There are known in the prior art generally unpowered aircraft, in particular gliders, which are located on the ground, d. H. in ground-level operation, so for example when rolling and starting can not move on their own. These aircraft often, but not always, use a landing gear arrangement F with one or more rotatably mounted wheels R to support the aircraft against the ground plane BO in ground-level operation.

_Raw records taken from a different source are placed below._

// =============================================================================
// Relative Strength Index (RSI) - Wilder's Smoothing
// =============================================================================
//
// RSI measures the speed and magnitude of recent price changes to evaluate
// whether an asset is overbought or oversold.
//
// Step 1 - Compute price changes (deltas) from consecutive closes.
// Step 2 - Seed average gain / average loss with the simple mean of the first
//          `period` gains / losses.
// Step 3 - Apply Wilder's smoothing:
//            avg_gain = (prev_avg_gain * (period - 1) + current_gain) / period
//            avg_loss = (prev_avg_loss * (period - 1) + current_loss) / period
// Step 4 - RS  = avg_gain / avg_loss
//          RSI = 100 - 100 / (1 + RS)
//
// Zero average loss is reported as RS = 100 and RSI = 100, flat series
// included.
//
// Thresholds:  RSI >= 70 => OVERBOUGHT,  RSI <= 30 => OVERSOLD.
// =============================================================================

use serde::Serialize;

use super::{Indicator, IndicatorParams};
use crate::error::IndicatorError;
use crate::types::{PriceSeries, Strength, ZoneSignal};

/// RS reported when the average loss is zero.
pub const RS_NO_LOSS: f64 = 100.0;

#[derive(Debug, Clone, Copy, PartialEq, Serialize)]
pub struct RsiResult {
    pub rsi: f64,
    pub rs: f64,
    pub avg_gain: f64,
    pub avg_loss: f64,
    pub signal: ZoneSignal,
    pub strength: Strength,
}

#[derive(Debug, Clone, PartialEq)]
pub struct Rsi {
    pub period: usize,
}

impl Default for Rsi {
    fn default() -> Self {
        Self { period: 14 }
    }
}

impl Rsi {
    pub fn from_params(params: &IndicatorParams) -> Result<Self, IndicatorError> {
        Ok(Self {
            period: params.period("period", 14)?,
        })
    }
}

impl Indicator for Rsi {
    type Output = RsiResult;

    fn name(&self) -> &'static str {
        "RSI"
    }

    fn warmup(&self) -> usize {
        self.period
    }

    fn compute(&self, series: &PriceSeries) -> Vec<RsiResult> {
        wilder_averages(&series.closes(), self.period)
            .into_iter()
            .map(|(avg_gain, avg_loss)| {
                let (rs, rsi) = rsi_from_averages(avg_gain, avg_loss);
                RsiResult {
                    rsi,
                    rs,
                    avg_gain,
                    avg_loss,
                    signal: zone(rsi),
                    strength: strength(rsi),
                }
            })
            .collect()
    }
}

/// Compute the bare RSI series for `closes`.
///
/// One value per close starting at index `period`.
///
/// # Edge cases
/// - `period == 0` => empty vec
/// - `closes.len() < period + 1` => empty vec (need at least `period` deltas)
/// - average loss of zero => 100.0
pub fn calculate_rsi(closes: &[f64], period: usize) -> Vec<f64> {
    wilder_averages(closes, period)
        .into_iter()
        .map(|(gain, loss)| rsi_from_averages(gain, loss).1)
        .collect()
}

// =============================================================================
// Internal helpers
// =============================================================================

/// Wilder-smoothed `(avg_gain, avg_loss)` for every close from index `period`.
fn wilder_averages(closes: &[f64], period: usize) -> Vec<(f64, f64)> {
    if period == 0 || closes.len() < period + 1 {
        return Vec::new();
    }

    // --- Compute price deltas ------------------------------------------------
    let deltas: Vec<f64> = closes.windows(2).map(|w| w[1] - w[0]).collect();

    // --- Seed averages with the mean of the first `period` deltas -----------
    let (sum_gain, sum_loss) = deltas[..period]
        .iter()
        .fold((0.0_f64, 0.0_f64), |(g, l), &d| (g + d.max(0.0), l + (-d).max(0.0)));

    let period_f = period as f64;
    let mut avg_gain = sum_gain / period_f;
    let mut avg_loss = sum_loss / period_f;

    let mut result = Vec::with_capacity(deltas.len() - period + 1);
    result.push((avg_gain, avg_loss));

    // --- Wilder's smoothing for subsequent values ----------------------------
    for &delta in &deltas[period..] {
        avg_gain = (avg_gain * (period_f - 1.0) + delta.max(0.0)) / period_f;
        avg_loss = (avg_loss * (period_f - 1.0) + (-delta).max(0.0)) / period_f;
        result.push((avg_gain, avg_loss));
    }

    result
}

/// `(rs, rsi)` from the smoothed averages.
fn rsi_from_averages(avg_gain: f64, avg_loss: f64) -> (f64, f64) {
    if avg_loss == 0.0 {
        return (RS_NO_LOSS, 100.0);
    }
    let rs = avg_gain / avg_loss;
    (rs, 100.0 - 100.0 / (1.0 + rs))
}

fn zone(rsi: f64) -> ZoneSignal {
    if rsi <= 30.0 {
        ZoneSignal::Oversold
    } else if rsi >= 70.0 {
        ZoneSignal::Overbought
    } else {
        ZoneSignal::Neutral
    }
}

fn strength(rsi: f64) -> Strength {
    if rsi <= 20.0 || rsi >= 80.0 {
        Strength::Strong
    } else if rsi <= 30.0 || rsi >= 70.0 {
        Strength::Moderate
    } else {
        Strength::Weak
    }
}

// =============================================================================
// Unit Tests
// =============================================================================
#[cfg(test)]
mod tests {
    use super::*;
    use crate::indicators::test_support::*;

    // ---- calculate_rsi ---------------------------------------------------

    #[test]
    fn rsi_empty_input() {
        assert!(calculate_rsi(&[], 14).is_empty());
    }

    #[test]
    fn rsi_period_zero() {
        assert!(calculate_rsi(&[1.0, 2.0, 3.0], 0).is_empty());
    }

    #[test]
    fn rsi_all_gains() {
        let closes: Vec<f64> = (1..=30).map(|x| x as f64).collect();
        let series = calculate_rsi(&closes, 14);
        assert_eq!(series.len(), 16);
        for &v in &series {
            assert!((v - 100.0).abs() < 1e-10, "expected 100.0, got {v}");
        }
    }

    #[test]
    fn rsi_all_losses() {
        let closes: Vec<f64> = (1..=30).rev().map(|x| x as f64).collect();
        for &v in &calculate_rsi(&closes, 14) {
            assert!(v.abs() < 1e-10, "expected 0.0, got {v}");
        }
    }

    #[test]
    fn rsi_range_check() {
        let closes = vec![
            44.34, 44.09, 44.15, 43.61, 44.33, 44.83, 45.10, 45.42, 45.84, 46.08, 45.89, 46.03,
            44.18, 44.22, 44.57, 43.42, 42.66, 43.13,
        ];
        for &v in &calculate_rsi(&closes, 14) {
            assert!((0.0..=100.0).contains(&v), "RSI {v} out of range");
        }
    }

    // ---- Rsi calculator --------------------------------------------------

    #[test]
    fn needs_period_plus_one_bars() {
        let rsi = Rsi::default();
        assert!(rsi.calculate(&rising(14, 10.0, 1.0)).is_err());
        let out = rsi.calculate(&rising(15, 10.0, 1.0)).unwrap();
        assert_eq!(out.len(), 1);
        assert_eq!(out.offset, 14);
    }

    #[test]
    fn flat_series_reports_no_loss_fallback() {
        let out = Rsi::default()
            .calculate(&series_from_closes(&[50.0; 40]))
            .unwrap();
        let last = out.latest().unwrap();
        assert_eq!(last.rs, 100.0);
        assert_eq!(last.rsi, 100.0);
        assert_eq!(last.signal, ZoneSignal::Overbought);
        assert_eq!(last.strength, Strength::Strong);
    }

    #[test]
    fn falling_series_is_strong_oversold() {
        let closes: Vec<f64> = (0..40).map(|i| 200.0 - i as f64).collect();
        let out = Rsi::default().calculate(&series_from_closes(&closes)).unwrap();
        let last = out.latest().unwrap();
        assert!(last.rsi.abs() < 1e-10);
        assert_eq!(last.signal, ZoneSignal::Oversold);
        assert_eq!(last.strength, Strength::Strong);
    }

    #[test]
    fn wave_stays_in_range_and_is_idempotent() {
        let series = wave(300);
        let a = Rsi::default().calculate(&series).unwrap();
        let b = Rsi::default().calculate(&series).unwrap();
        assert_eq!(a, b);
        assert_eq!(a.len(), 300 - 14);
        assert!(a.values.iter().all(|r| (0.0..=100.0).contains(&r.rsi)));
    }

    #[test]
    fn strength_bands() {
        assert_eq!(strength(25.0), Strength::Moderate);
        assert_eq!(strength(75.0), Strength::Moderate);
        assert_eq!(strength(50.0), Strength::Weak);
        assert_eq!(zone(30.0), ZoneSignal::Oversold);
        assert_eq!(zone(70.0), ZoneSignal::Overbought);
    }

    #[test]
    fn rejects_zero_period_override() {
        let params = IndicatorParams::new().with("period", 0.0);
        assert!(Rsi::from_params(&params).is_err());
    }
}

In some aircraft, this landing gear arrangement F can be divided again into a main landing gear arrangement HF and an optional auxiliary landing gear arrangement HFA. The auxiliary landing gear arrangement HFA can also include a nose landing gear arrangement HBF or consist exclusively of this. The main landing gear arrangement HF is distinguished from the auxiliary landing gear arrangement HFA in that it supports the majority of the weight of the aircraft against the ground plane BO. For this purpose, it is often attached to the aircraft near its center of gravity SP, often also in the area of the day surface arrangement TF of the aircraft. In contrast, the optional auxiliary landing gear arrangement HFA carries the remaining part of the weight of the aircraft and carries it off with respect to the ground plane BO. It may also be the case in ground-level operation, at least temporarily or temporarily, the case that not all rotatably mounted wheels R of the auxiliary landing gear arrangement HFA, or even none of these, has contact contact with the ground plane BO.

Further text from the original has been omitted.